=== WHAT TO PRODUCE ===
Search the records for the string "given", then copy each line that has it.

Dataset entries
+ + +
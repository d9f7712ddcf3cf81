//! Configuration loading and parsing
//!
//! `config.toml` holds the broker, the Discord channel ids and the engine
//! settings. Secrets and channel ids may also come from the environment
//! (`BOT_TOKEN`, `ALERT_CHANNEL`, `LOG_CHANNEL`, `ALERT_ROLE_ID`), which wins
//! over the file.

use anyhow::{Context, Result};
use can_session_engine::EngineConfig;
use serde::{Deserialize, Serialize};
use std::fs;
use std::path::Path;
use std::time::Duration;

/// Main application configuration (loaded from config.toml)
#[derive(Debug, Clone, Default, Deserialize, Serialize)]
pub struct AppConfig {
    #[serde(default)]
    pub mqtt: MqttConfig,
    #[serde(default)]
    pub discord: DiscordConfig,
    #[serde(default)]
    pub engine: EngineConfig,
}

#[derive(Debug, Clone, Deserialize, Serialize)]
pub struct MqttConfig {
    #[serde(default = "default_host")]
    pub host: String,
    #[serde(default = "default_port")]
    pub port: u16,
    /// Topic the gateway publishes status frames on
    #[serde(default = "default_topic")]
    pub topic: String,
    #[serde(default = "default_client_id")]
    pub client_id: String,
    pub username: Option<String>,
    pub password: Option<String>,
    #[serde(default = "default_keep_alive")]
    pub keep_alive_secs: u64,
    /// Pause before polling again after a connection error
    #[serde(default = "default_reconnect_delay")]
    pub reconnect_delay_ms: u64,
}

fn default_host() -> String {
    "localhost".to_string()
}

fn default_port() -> u16 {
    1883
}

fn default_topic() -> String {
    "ART/status".to_string()
}

fn default_client_id() -> String {
    "can-session-cli".to_string()
}

fn default_keep_alive() -> u64 {
    30
}

fn default_reconnect_delay() -> u64 {
    4000
}

impl Default for MqttConfig {
    fn default() -> Self {
        Self {
            host: default_host(),
            port: default_port(),
            topic: default_topic(),
            client_id: default_client_id(),
            username: None,
            password: None,
            keep_alive_secs: default_keep_alive(),
            reconnect_delay_ms: default_reconnect_delay(),
        }
    }
}

impl MqttConfig {
    pub fn keep_alive(&self) -> Duration {
        Duration::from_secs(self.keep_alive_secs)
    }

    pub fn reconnect_delay(&self) -> Duration {
        Duration::from_millis(self.reconnect_delay_ms)
    }
}

#[derive(Debug, Clone, Deserialize, Serialize)]
pub struct DiscordConfig {
    pub bot_token: Option<String>,
    /// Channel for session start and alerts
    pub alert_channel: Option<String>,
    /// Channel for finished session logs
    pub log_channel: Option<String>,
    /// Role mentioned on urgent notifications
    pub alert_role_id: Option<String>,
    #[serde(default = "default_api_base")]
    pub api_base: String,
}

fn default_api_base() -> String {
    "https://discord.com/api/v10".to_string()
}

impl Default for DiscordConfig {
    fn default() -> Self {
        Self {
            bot_token: None,
            alert_channel: None,
            log_channel: None,
            alert_role_id: None,
            api_base: default_api_base(),
        }
    }
}

/// Discord settings with every required field present
#[derive(Debug, Clone)]
pub struct DiscordSettings {
    pub bot_token: String,
    pub alert_channel: String,
    pub log_channel: String,
    pub alert_role_id: Option<String>,
    pub api_base: String,
}

impl DiscordConfig {
    /// Check that the token and both channels are configured
    pub fn settings(&self) -> Result<DiscordSettings> {
        let required = |value: &Option<String>, name: &str| {
            value
                .clone()
                .filter(|v| !v.trim().is_empty())
                .with_context(|| format!("Discord {} is not configured (config file or environment)", name))
        };

        Ok(DiscordSettings {
            bot_token: required(&self.bot_token, "bot token")?,
            alert_channel: required(&self.alert_channel, "alert channel")?,
            log_channel: required(&self.log_channel, "log channel")?,
            alert_role_id: self.alert_role_id.clone().filter(|v| !v.trim().is_empty()),
            api_base: self.api_base.trim_end_matches('/').to_string(),
        })
    }
}

impl AppConfig {
    /// Override Discord settings from environment-style variables
    pub fn apply_env_overrides(&mut self, lookup: impl Fn(&str) -> Option<String>) {
        let discord = &mut self.discord;
        for (key, slot) in [
            ("BOT_TOKEN", &mut discord.bot_token),
            ("ALERT_CHANNEL", &mut discord.alert_channel),
            ("LOG_CHANNEL", &mut discord.log_channel),
            ("ALERT_ROLE_ID", &mut discord.alert_role_id),
        ] {
            if let Some(value) = lookup(key) {
                log::debug!("Using {} from environment", key);
                *slot = Some(value);
            }
        }
    }
}

/// Load configuration from a TOML file, or defaults when no file is given
pub fn load_config(path: Option<&Path>) -> Result<AppConfig> {
    let Some(path) = path else {
        log::info!("No config file given, using defaults");
        return Ok(AppConfig::default());
    };

    let content = fs::read_to_string(path)
        .with_context(|| format!("Failed to read config file: {:?}", path))?;

    let config: AppConfig = toml::from_str(&content)
        .with_context(|| format!("Failed to parse config file: {:?}", path))?;

    config
        .engine
        .validate()
        .with_context(|| format!("Invalid engine settings in {:?}", path))?;

    Ok(config)
}

#[cfg(test)]
mod tests {
    use super::*;
    use can_session_engine::Comparison;
    use std::collections::HashMap;
    use std::io::Write;

    #[test]
    fn test_config_deserialization() {
        let toml_content = r#"
            [mqtt]
            host = "telemetry.example.org"
            topic = "ART/status"
            username = "bot"
            password = "secret"

            [discord]
            alert_channel = "111"
            log_channel = "222"

            [engine]
            watchdog_timeout_ms = 5000
            output_dir = "logs"

            [engine.trace]
            title = "TEST CAR Log"

            [[engine.alerts.thresholds]]
            name = "coolant_hot"
            can_id = 0x200
            comparison = "above"
            threshold = 95.0
            divisor = 10.0
            label = "Coolant temperature high"
        "#;

        let config: AppConfig = toml::from_str(toml_content).unwrap();
        assert_eq!(config.mqtt.host, "telemetry.example.org");
        assert_eq!(config.mqtt.port, 1883);
        assert_eq!(config.mqtt.username.as_deref(), Some("bot"));
        assert_eq!(config.engine.watchdog_timeout(), Duration::from_secs(5));
        assert_eq!(config.engine.trace.title, "TEST CAR Log");
        assert_eq!(config.engine.trace.channel, 1);
        assert!(config.engine.alerts.low_voltage);

        let rule = &config.engine.alerts.thresholds[0];
        assert_eq!(rule.can_id, 0x200);
        assert_eq!(rule.comparison, Comparison::Above);
        assert!(rule.urgent);
    }

    #[test]
    fn test_empty_config_uses_defaults() {
        let config: AppConfig = toml::from_str("").unwrap();
        assert_eq!(config.mqtt.topic, "ART/status");
        assert_eq!(config.engine.watchdog_timeout_ms, 10_000);
        assert_eq!(config.discord.api_base, "https://discord.com/api/v10");
    }

    #[test]
    fn test_env_overrides_and_settings() {
        let mut config = AppConfig::default();
        assert!(config.discord.settings().is_err());

        let env: HashMap<&str, &str> = [
            ("BOT_TOKEN", "token"),
            ("ALERT_CHANNEL", "111"),
            ("LOG_CHANNEL", "222"),
        ]
        .into_iter()
        .collect();
        config.apply_env_overrides(|key| env.get(key).map(|v| v.to_string()));

        let settings = config.discord.settings().unwrap();
        assert_eq!(settings.bot_token, "token");
        assert_eq!(settings.log_channel, "222");
        assert!(settings.alert_role_id.is_none());
    }

    #[test]
    fn test_load_config_from_file() {
        let mut file = tempfile::NamedTempFile::new().unwrap();
        writeln!(file, "[mqtt]\nport = 8883").unwrap();

        let config = load_config(Some(file.path())).unwrap();
        assert_eq!(config.mqtt.port, 8883);

        assert!(load_config(Some(Path::new("missing-config.toml"))).is_err());
        assert_eq!(load_config(None).unwrap().mqtt.port, 1883);
    }

    #[test]
    fn test_load_config_rejects_bad_engine_settings() {
        let mut file = tempfile::NamedTempFile::new().unwrap();
        writeln!(file, "[engine]\nwatchdog_timeout_ms = 0").unwrap();
        let err = load_config(Some(file.path())).unwrap_err();
        assert!(format!("{:#}", err).contains("watchdog_timeout_ms"));

        let mut file = tempfile::NamedTempFile::new().unwrap();
        writeln!(
            file,
            "[[engine.alerts.thresholds]]\nname = \"low_voltage\"\ncan_id = 0x185\ncomparison = \"below\"\nthreshold = 11.0\nlabel = \"Shadow\""
        )
        .unwrap();
        let err = load_config(Some(file.path())).unwrap_err();
        assert!(format!("{:#}", err).contains("duplicate alert rule name"));
    }
}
+ + +
=== EXERCISE RESPONSE ===
/// Load configuration from a TOML file, or defaults when no file is given
        log::info!("No config file given, using defaults");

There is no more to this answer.